Pass the Treacle, Please

Representative Gabrielle Giffords, who was shot in January,
appeared on the floor of the House of Representatives after
the vote. (House Television, via Associated Press)

This is the image accompanying the report in The New York Times this evening about the House vote on the deficit/debt limit deal. Let's get a couple of things straight at the outset. Giffords is still a sworn member of the Congress; so she has every right to be there and cast her vote even if, as it turned out, her vote was superfluous. Second, nothing I say here is meant to downplay the horrors of the attempt to assassinate her or the suffering of those who died or were injured in that melee.
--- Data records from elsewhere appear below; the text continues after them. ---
//! Skill templates
//!
//! Catalog skills carry the data the generator needs to weigh them: semantic
//! categories, a seed weight, and the attribute/difficulty pair the level
//! calculator uses.

use serde::{Deserialize, Serialize};

use crate::character::Attribute;
use super::tags::{CatalogEntry, ContentTag, TechRange};

/// Difficulty tier of a skill
///
/// Data files use the short codes `E`, `A`, `H` and `VH`. Anything else is
/// read as `Average`.
#[derive(Debug, Clone, Copy, PartialEq, Eq, Hash, Serialize, Deserialize)]
#[serde(from = "String", into = "String")]
pub enum Difficulty {
    Easy,
    Average,
    Hard,
    VeryHard,
}

impl Difficulty {
    pub fn from_code(code: &str) -> Self {
        match code.trim() {
            "E" | "Easy" => Difficulty::Easy,
            "A" | "Average" => Difficulty::Average,
            "H" | "Hard" => Difficulty::Hard,
            "VH" | "VeryHard" | "Very Hard" => Difficulty::VeryHard,
            other => {
                log::warn!("Unknown skill difficulty {:?}, treating as Average", other);
                Difficulty::Average
            }
        }
    }

    pub fn code(&self) -> &'static str {
        match self {
            Difficulty::Easy => "E",
            Difficulty::Average => "A",
            Difficulty::Hard => "H",
            Difficulty::VeryHard => "VH",
        }
    }
}

impl From<String> for Difficulty {
    fn from(code: String) -> Self {
        Difficulty::from_code(&code)
    }
}

impl From<Difficulty> for String {
    fn from(difficulty: Difficulty) -> Self {
        difficulty.code().to_string()
    }
}

/// Semantic category driving technology and archetype weighting
#[derive(Debug, Clone, Copy, PartialEq, Eq, Hash, Serialize, Deserialize)]
#[serde(rename_all = "snake_case")]
pub enum SkillCategory {
    MeleeUnarmed,
    MeleeBlade,
    RangedPrimitive,
    Firearms,
    FirearmsHiTech,
    Vehicle,
    ProtectiveSuit,
    Computer,
    Electronics,
    Science,
    Medicine,
    Social,
    Survival,
    Stealth,
    Magic,
}

/// A skill as listed in the catalog
#[derive(Debug, Clone, PartialEq, Eq, Serialize, Deserialize)]
pub struct SkillTemplate {
    pub name: String,
    pub base_attribute: Attribute,
    pub difficulty: Difficulty,
    pub tags: Vec<ContentTag>,
    #[serde(default)]
    pub tech_range: TechRange,
    #[serde(default)]
    pub categories: Vec<SkillCategory>,
    /// Seed weight before category, technology and archetype multipliers
    #[serde(default = "default_base_weight")]
    pub base_weight: u32,
}

fn default_base_weight() -> u32 {
    1
}

impl SkillTemplate {
    /// Mundane skill available at every TL with weight 1
    pub fn new(name: impl Into<String>, base_attribute: Attribute, difficulty: Difficulty) -> Self {
        Self {
            name: name.into(),
            base_attribute,
            difficulty,
            tags: vec![ContentTag::Mundane],
            tech_range: TechRange::ALL,
            categories: Vec::new(),
            base_weight: default_base_weight(),
        }
    }

    pub fn tagged(mut self, tags: &[ContentTag]) -> Self {
        self.tags = tags.to_vec();
        self
    }

    pub fn tl(mut self, min: i32, max: i32) -> Self {
        self.tech_range = TechRange::new(min, max);
        self
    }

    pub fn in_categories(mut self, categories: &[SkillCategory]) -> Self {
        self.categories = categories.to_vec();
        self
    }

    pub fn weight(mut self, base_weight: u32) -> Self {
        self.base_weight = base_weight;
        self
    }

    pub fn has_category(&self, category: SkillCategory) -> bool {
        self.categories.contains(&category)
    }
}

impl CatalogEntry for SkillTemplate {
    fn name(&self) -> &str {
        &self.name
    }

    fn tags(&self) -> &[ContentTag] {
        &self.tags
    }

    fn tech_range(&self) -> TechRange {
        self.tech_range
    }
}

// =============================================================================
// Built-in skill list
// =============================================================================

/// Built-in skill list
pub fn default_skill_templates() -> Vec<SkillTemplate> {
    use Attribute::*;
    use ContentTag::{Super, Supernatural};
    use Difficulty::*;
    use SkillCategory::*;

    vec![
        // === Melee: blades and hafted weapons ===
        SkillTemplate::new("Broadsword", Dx, Average).tl(0, 8).in_categories(&[MeleeBlade]).weight(3),
        SkillTemplate::new("Shortsword", Dx, Average).tl(1, 8).in_categories(&[MeleeBlade]).weight(3),
        SkillTemplate::new("Rapier", Dx, Average).tl(3, 8).in_categories(&[MeleeBlade]).weight(2),
        SkillTemplate::new("Saber", Dx, Average).tl(3, 8).in_categories(&[MeleeBlade]).weight(2),
        SkillTemplate::new("Knife", Dx, Easy).in_categories(&[MeleeBlade]).weight(3),
        SkillTemplate::new("Axe/Mace", Dx, Average).tl(0, 8).in_categories(&[MeleeBlade]).weight(3),
        SkillTemplate::new("Spear", Dx, Average).tl(0, 8).in_categories(&[MeleeBlade]).weight(3),
        SkillTemplate::new("Staff", Dx, Average).tl(0, 8).in_categories(&[MeleeBlade]).weight(2),

        // === Melee: unarmed ===
        SkillTemplate::new("Brawling", Dx, Easy).in_categories(&[MeleeUnarmed]).weight(4),
        SkillTemplate::new("Wrestling", Dx, Average).in_categories(&[MeleeUnarmed]).weight(3),
        SkillTemplate::new("Boxing", Dx, Average).in_categories(&[MeleeUnarmed]).weight(2),
        SkillTemplate::new("Judo", Dx, Hard).in_categories(&[MeleeUnarmed]).weight(2),
        SkillTemplate::new("Karate", Dx, Hard).in_categories(&[MeleeUnarmed]).weight(2),

        // === Ranged: muscle-powered ===
        SkillTemplate::new("Bow", Dx, Average).tl(0, 8).in_categories(&[RangedPrimitive]).weight(3),
        SkillTemplate::new("Crossbow", Dx, Easy).tl(2, 8).in_categories(&[RangedPrimitive]).weight(2),
        SkillTemplate::new("Sling", Dx, Hard).tl(0, 8).in_categories(&[RangedPrimitive]).weight(1),
        SkillTemplate::new("Thrown Weapon (Spear)", Dx, Easy).tl(0, 8).in_categories(&[RangedPrimitive]).weight(2),

        // === Ranged: firearms ===
        SkillTemplate::new("Guns (Pistol)", Dx, Easy).tl(4, 12).in_categories(&[Firearms]).weight(4),
        SkillTemplate::new("Guns (Rifle)", Dx, Easy).tl(4, 12).in_categories(&[Firearms]).weight(4),
        SkillTemplate::new("Guns (SMG)", Dx, Easy).tl(6, 12).in_categories(&[Firearms]).weight(3),
        SkillTemplate::new("Gunner (Machine Gun)", Dx, Easy).tl(6, 12).in_categories(&[Firearms]).weight(2),
        SkillTemplate::new("Liquid Projector", Dx, Easy).tl(6, 12).in_categories(&[Firearms]).weight(1),

        // === Ranged: beam and force weapons ===
        SkillTemplate::new("Beam Weapons (Pistol)", Dx, Easy).tl(9, 12).in_categories(&[FirearmsHiTech]).weight(3),
        SkillTemplate::new("Beam Weapons (Rifle)", Dx, Easy).tl(9, 12).in_categories(&[FirearmsHiTech]).weight(3),
        SkillTemplate::new("Force Sword", Dx, Average).tl(11, 12).in_categories(&[FirearmsHiTech, MeleeBlade]).weight(2),

        // === Vehicles ===
        SkillTemplate::new("Driving (Automobile)", Dx, Average).tl(6, 12).in_categories(&[Vehicle]).weight(2),
        SkillTemplate::new("Piloting (Light Airplane)", Dx, Average).tl(6, 12).in_categories(&[Vehicle]).weight(1),
        SkillTemplate::new("Boating (Motorboat)", Dx, Average).tl(6, 12).in_categories(&[Vehicle]).weight(1),
        SkillTemplate::new("Riding (Horse)", Dx, Average).tl(0, 8).weight(2),

        // === Suits ===
        SkillTemplate::new("Environment Suit (Vacc Suit)", Dx, Average).tl(8, 12).in_categories(&[ProtectiveSuit]).weight(2),
        SkillTemplate::new("Battlesuit", Dx, Average).tl(9, 12).in_categories(&[ProtectiveSuit]).weight(1),
        SkillTemplate::new("Diving Suit", Dx, Average).tl(8, 12).in_categories(&[ProtectiveSuit]).weight(1),

        // === Computers and electronics ===
        SkillTemplate::new("Computer Operation", Iq, Easy).tl(7, 12).in_categories(&[Computer]).weight(2),
        SkillTemplate::new("Computer Programming", Iq, Hard).tl(7, 12).in_categories(&[Computer]).weight(2),
        SkillTemplate::new("Computer Hacking", Iq, VeryHard).tl(8, 12).in_categories(&[Computer]).weight(1),
        SkillTemplate::new("Electronics Operation (Comm)", Iq, Average).tl(6, 12).in_categories(&[Electronics]).weight(2),
        SkillTemplate::new("Electronics Repair", Iq, Average).tl(6, 12).in_categories(&[Electronics]).weight(2),
        SkillTemplate::new("Electrician", Iq, Average).tl(6, 12).in_categories(&[Electronics]).weight(2),
        SkillTemplate::new("Photography", Iq, Average).tl(7, 12).in_categories(&[Electronics]).weight(2),

        // === Science and medicine ===
        SkillTemplate::new("Chemistry", Iq, Hard).tl(5, 12).in_categories(&[Science]).weight(2),
        SkillTemplate::new("Physics", Iq, VeryHard).tl(5, 12).in_categories(&[Science]).weight(2),
        SkillTemplate::new("Mathematics", Iq, Hard).tl(5, 12).in_categories(&[Science]).weight(2),
        SkillTemplate::new("Engineering", Iq, Hard).tl(5, 12).in_categories(&[Science]).weight(2),
        SkillTemplate::new("Astronomy", Iq, Hard).tl(5, 12).in_categories(&[Science]).weight(1),
        SkillTemplate::new("Physician", Iq, Hard).tl(5, 12).in_categories(&[Medicine]).weight(1),
        SkillTemplate::new("Surgery", Iq, VeryHard).tl(5, 12).in_categories(&[Medicine]).weight(1),
        SkillTemplate::new("Diagnosis", Iq, Hard).tl(5, 12).in_categories(&[Medicine]).weight(1),
        SkillTemplate::new("Pharmacy", Iq, Hard).tl(5, 12).in_categories(&[Medicine]).weight(1),
        SkillTemplate::new("First Aid", Iq, Easy).in_categories(&[Medicine]).weight(3),

        // === Social ===
        SkillTemplate::new("Diplomacy", Iq, Hard).in_categories(&[Social]),
        SkillTemplate::new("Fast-Talk", Iq, Average).in_categories(&[Social]),
        SkillTemplate::new("Intimidation", Will, Average).in_categories(&[Social]),
        SkillTemplate::new("Merchant", Iq, Average).in_categories(&[Social]),
        SkillTemplate::new("Leadership", Iq, Average).in_categories(&[Social]),
        SkillTemplate::new("Savoir-Faire", Iq, Easy).in_categories(&[Social]),
        SkillTemplate::new("Public Speaking", Iq, Average).in_categories(&[Social]),
        SkillTemplate::new("Sex Appeal", Ht, Average).in_categories(&[Social]),

        // === Survival and outdoors ===
        SkillTemplate::new("Survival (Woodlands)", Per, Average).in_categories(&[Survival]).weight(2),
        SkillTemplate::new("Tracking", Per, Average).in_categories(&[Survival]),
        SkillTemplate::new("Fishing", Per, Easy).in_categories(&[Survival]),
        SkillTemplate::new("Naturalist", Iq, Hard).in_categories(&[Survival]),
        SkillTemplate::new("Farming", Iq, Average).tl(1, 12).in_categories(&[Survival]),

        // === Stealth and larceny ===
        SkillTemplate::new("Stealth", Dx, Average).in_categories(&[Stealth]).weight(3),
        SkillTemplate::new("Lockpicking", Iq, Average).tl(3, 12).in_categories(&[Stealth]).weight(2),
        SkillTemplate::new("Pickpocket", Dx, Hard).in_categories(&[Stealth]),
        SkillTemplate::new("Sleight of Hand", Dx, Hard).in_categories(&[Stealth]),
        SkillTemplate::new("Disguise", Iq, Average).in_categories(&[Stealth]),
        SkillTemplate::new("Shadowing", Iq, Average).in_categories(&[Stealth]),

        // === General ===
        SkillTemplate::new("Climbing", Dx, Average),
        SkillTemplate::new("Swimming", Ht, Easy),
        SkillTemplate::new("Running", Ht, Average),
        SkillTemplate::new("Area Knowledge", Iq, Easy),
        SkillTemplate::new("Navigation (Land)", Iq, Average),
        SkillTemplate::new("Research", Iq, Average).tl(5, 12),

        // === Supernatural ===
        SkillTemplate::new("Thaumatology", Iq, VeryHard).tagged(&[Supernatural]).in_categories(&[Magic]).weight(2),
        SkillTemplate::new("Ritual Magic", Iq, VeryHard).tagged(&[Supernatural]).in_categories(&[Magic]).weight(2),
        SkillTemplate::new("Occultism", Iq, Average).tagged(&[Supernatural]).in_categories(&[Magic]),
        SkillTemplate::new("Exorcism", Will, Hard).tagged(&[Supernatural]).in_categories(&[Magic]),
        SkillTemplate::new("Symbol Drawing", Iq, Hard).tagged(&[Supernatural]).in_categories(&[Magic]),

        // === Cinematic ===
        SkillTemplate::new("Kiai", Ht, Hard).tagged(&[Super]).in_categories(&[MeleeUnarmed]).weight(2),
        SkillTemplate::new("Power Blow", Will, Hard).tagged(&[Super]).in_categories(&[MeleeUnarmed]).weight(2),
        SkillTemplate::new("Breath Control", Ht, Hard).tagged(&[Super]),
        SkillTemplate::new("Body Control", Ht, VeryHard).tagged(&[Super]),
        SkillTemplate::new("Light Walk", Dx, Hard).tagged(&[Super]).in_categories(&[Stealth]),
        SkillTemplate::new("Invisibility Art", Iq, VeryHard).tagged(&[Super]).in_categories(&[Stealth]),
    ]
}
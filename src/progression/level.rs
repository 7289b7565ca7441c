//! Skill levels
//!
//! Converts invested points into a skill level relative to the base
//! attribute. Levels plateau between thresholds and rise by one for every
//! four points past the last one.

use crate::catalog::Difficulty;
use crate::character::{Character, LearnedSkill};

/// Point thresholds shared by every difficulty
const THRESHOLDS: [i32; 5] = [1, 2, 4, 8, 12];

/// Points per extra level beyond the last threshold
const POINTS_PER_EXTRA_LEVEL: i32 = 4;

/// Penalty for a skill owned with no points in it
const UNTRAINED_PENALTY: i32 = 4;

/// Offset from the base attribute at each threshold
fn offsets(difficulty: Difficulty) -> [i32; 5] {
    match difficulty {
        Difficulty::Easy => [0, 1, 2, 3, 4],
        Difficulty::Average => [-1, 0, 1, 2, 3],
        Difficulty::Hard => [-2, -1, 0, 1, 2],
        Difficulty::VeryHard => [-3, -2, -1, 0, 1],
    }
}

/// Level relative to the base attribute for `points` invested
pub fn relative_level(difficulty: Difficulty, points: i32) -> i32 {
    if points <= 0 {
        return -UNTRAINED_PENALTY;
    }

    let table = offsets(difficulty);
    // points >= 1 so at least the first threshold matches
    let idx = THRESHOLDS.iter().rposition(|&t| t <= points).unwrap_or(0);
    let rel = table[idx];

    if idx + 1 < THRESHOLDS.len() {
        return rel;
    }

    let top = THRESHOLDS[THRESHOLDS.len() - 1];
    rel + (points - top) / POINTS_PER_EXTRA_LEVEL
}

/// Effective level of `skill` for `character`
pub fn skill_level(skill: &LearnedSkill, character: &Character) -> i32 {
    character.attribute(skill.base_attribute()) + relative_level(skill.template.difficulty, skill.points)
}

#[cfg(test)]
mod tests {
    use super::*;
    use crate::catalog::{Archetype, SkillTemplate};
    use crate::character::Attribute;

    const ALL: [Difficulty; 4] = [
        Difficulty::Easy,
        Difficulty::Average,
        Difficulty::Hard,
        Difficulty::VeryHard,
    ];

    #[test]
    fn test_plateaus() {
        assert_eq!(relative_level(Difficulty::Easy, 1), 0);
        assert_eq!(relative_level(Difficulty::Easy, 3), 1);
        assert_eq!(relative_level(Difficulty::Average, 7), 1);
        assert_eq!(relative_level(Difficulty::Hard, 4), 0);
        assert_eq!(relative_level(Difficulty::VeryHard, 11), 0);
    }

    #[test]
    fn test_past_twelve_points() {
        assert_eq!(relative_level(Difficulty::Average, 12), 3);
        assert_eq!(relative_level(Difficulty::Average, 15), 3);
        assert_eq!(relative_level(Difficulty::Average, 16), 4);
        assert_eq!(relative_level(Difficulty::Average, 24), 6);
        assert_eq!(relative_level(Difficulty::VeryHard, 20), 3);
    }

    #[test]
    fn test_untrained() {
        for d in ALL {
            assert_eq!(relative_level(d, 0), -4);
            assert_eq!(relative_level(d, -3), -4);
        }
    }

    #[test]
    fn test_non_decreasing_in_points() {
        for d in ALL {
            let mut last = relative_level(d, 1);
            for pts in 2..=40 {
                let lvl = relative_level(d, pts);
                assert!(lvl >= last, "{:?} dropped at {} points", d, pts);
                last = lvl;
            }
        }
    }

    #[test]
    fn test_difficulties_one_apart_at_twelve() {
        let e = relative_level(Difficulty::Easy, 12);
        assert_eq!(e, relative_level(Difficulty::Average, 12) + 1);
        assert_eq!(e, relative_level(Difficulty::Hard, 12) + 2);
        assert_eq!(e, relative_level(Difficulty::VeryHard, 12) + 3);
    }

    #[test]
    fn test_uses_base_attribute() {
        let mut c = Character::new("Test", Archetype::Scout, 3, 100);
        c.attributes.per = 13;
        let template = SkillTemplate::new("Tracking", Attribute::Per, Difficulty::Average);
        let skill = LearnedSkill::from_template(&template, 4);

        assert_eq!(skill_level(&skill, &c), 14);
        // Pure function of stored state
        assert_eq!(skill_level(&skill, &c), c.skill_level(&skill));
    }
}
That said, when I saw this photograph I nearly blew a gasket. Tonight is not a feel-good moment. The Giffords appearance does nothing to alter that. The House was voting on a piece of legislation drawn up under pressure of extortionate tactics embraced by reactionaries in the Congress. These are reactionaries of the same ilk as those who drew bull's eyes on the targeted districts of Democratic Representatives - including Gabrielle Giffords - during the last electoral cycle. In other words, the legislation that she came back to vote on is distinctly not a "compromise." It will pay off enormous deficits - run up, remember, by successive Republican administrations - on the backs of the poor and the working and unemployed classes in the United States. This bill stinks and I would have been among the 161. The Giffords intervention would've been way more impressive - and newsworthy - if she'd voted no!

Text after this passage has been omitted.